§ **Problem**: All lines in the records below with the word "Debug" must be returned.

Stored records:

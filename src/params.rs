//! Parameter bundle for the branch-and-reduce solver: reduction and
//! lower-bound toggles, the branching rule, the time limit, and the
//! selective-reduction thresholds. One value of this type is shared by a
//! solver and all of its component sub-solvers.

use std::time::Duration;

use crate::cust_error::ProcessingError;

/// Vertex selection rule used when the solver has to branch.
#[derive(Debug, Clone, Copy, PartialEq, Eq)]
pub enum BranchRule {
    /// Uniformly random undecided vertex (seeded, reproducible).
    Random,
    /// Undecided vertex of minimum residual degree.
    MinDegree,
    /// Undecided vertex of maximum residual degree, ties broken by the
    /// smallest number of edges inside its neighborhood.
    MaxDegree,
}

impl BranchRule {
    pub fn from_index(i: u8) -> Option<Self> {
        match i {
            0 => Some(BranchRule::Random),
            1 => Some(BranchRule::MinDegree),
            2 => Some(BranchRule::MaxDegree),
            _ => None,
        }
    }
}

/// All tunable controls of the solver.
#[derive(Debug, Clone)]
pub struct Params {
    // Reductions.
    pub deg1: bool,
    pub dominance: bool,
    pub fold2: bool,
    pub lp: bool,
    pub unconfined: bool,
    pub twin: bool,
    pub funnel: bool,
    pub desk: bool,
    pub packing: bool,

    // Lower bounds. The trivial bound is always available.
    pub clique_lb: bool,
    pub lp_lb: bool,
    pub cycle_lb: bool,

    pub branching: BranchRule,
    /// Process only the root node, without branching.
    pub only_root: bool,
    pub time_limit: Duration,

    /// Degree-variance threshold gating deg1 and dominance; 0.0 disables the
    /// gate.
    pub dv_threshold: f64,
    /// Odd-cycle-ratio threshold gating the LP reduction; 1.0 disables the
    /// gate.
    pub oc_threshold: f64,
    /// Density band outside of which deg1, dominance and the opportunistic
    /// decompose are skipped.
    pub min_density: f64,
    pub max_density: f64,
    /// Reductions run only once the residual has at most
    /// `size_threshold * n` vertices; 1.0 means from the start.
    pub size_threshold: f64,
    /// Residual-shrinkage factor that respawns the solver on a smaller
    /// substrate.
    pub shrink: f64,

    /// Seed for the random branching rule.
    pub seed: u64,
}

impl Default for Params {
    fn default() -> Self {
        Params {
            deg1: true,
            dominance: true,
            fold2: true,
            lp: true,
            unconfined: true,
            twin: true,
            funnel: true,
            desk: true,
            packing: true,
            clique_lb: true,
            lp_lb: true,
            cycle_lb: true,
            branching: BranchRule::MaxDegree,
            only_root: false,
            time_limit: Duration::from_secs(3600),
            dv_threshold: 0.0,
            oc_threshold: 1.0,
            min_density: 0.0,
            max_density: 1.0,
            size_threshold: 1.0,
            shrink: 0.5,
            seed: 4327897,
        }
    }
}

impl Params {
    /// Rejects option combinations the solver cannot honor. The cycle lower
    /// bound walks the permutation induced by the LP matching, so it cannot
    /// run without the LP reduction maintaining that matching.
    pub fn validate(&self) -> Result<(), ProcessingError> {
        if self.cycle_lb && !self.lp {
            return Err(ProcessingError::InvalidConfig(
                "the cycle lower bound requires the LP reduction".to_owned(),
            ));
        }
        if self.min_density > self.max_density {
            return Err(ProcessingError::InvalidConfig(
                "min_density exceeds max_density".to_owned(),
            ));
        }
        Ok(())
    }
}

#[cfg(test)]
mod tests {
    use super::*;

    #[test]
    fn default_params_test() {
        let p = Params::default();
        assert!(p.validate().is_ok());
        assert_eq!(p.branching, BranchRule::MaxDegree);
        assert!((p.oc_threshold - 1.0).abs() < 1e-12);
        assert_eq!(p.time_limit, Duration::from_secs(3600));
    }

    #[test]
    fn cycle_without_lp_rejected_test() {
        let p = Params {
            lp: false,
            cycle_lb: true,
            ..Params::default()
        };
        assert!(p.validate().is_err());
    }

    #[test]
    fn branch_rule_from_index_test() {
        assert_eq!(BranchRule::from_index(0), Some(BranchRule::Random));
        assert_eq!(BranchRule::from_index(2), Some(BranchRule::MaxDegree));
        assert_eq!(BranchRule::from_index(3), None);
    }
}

§ **Answer area**:
#[derive(Debug, Clone, Copy, PartialEq, Eq)]
#[derive(Debug, Clone)]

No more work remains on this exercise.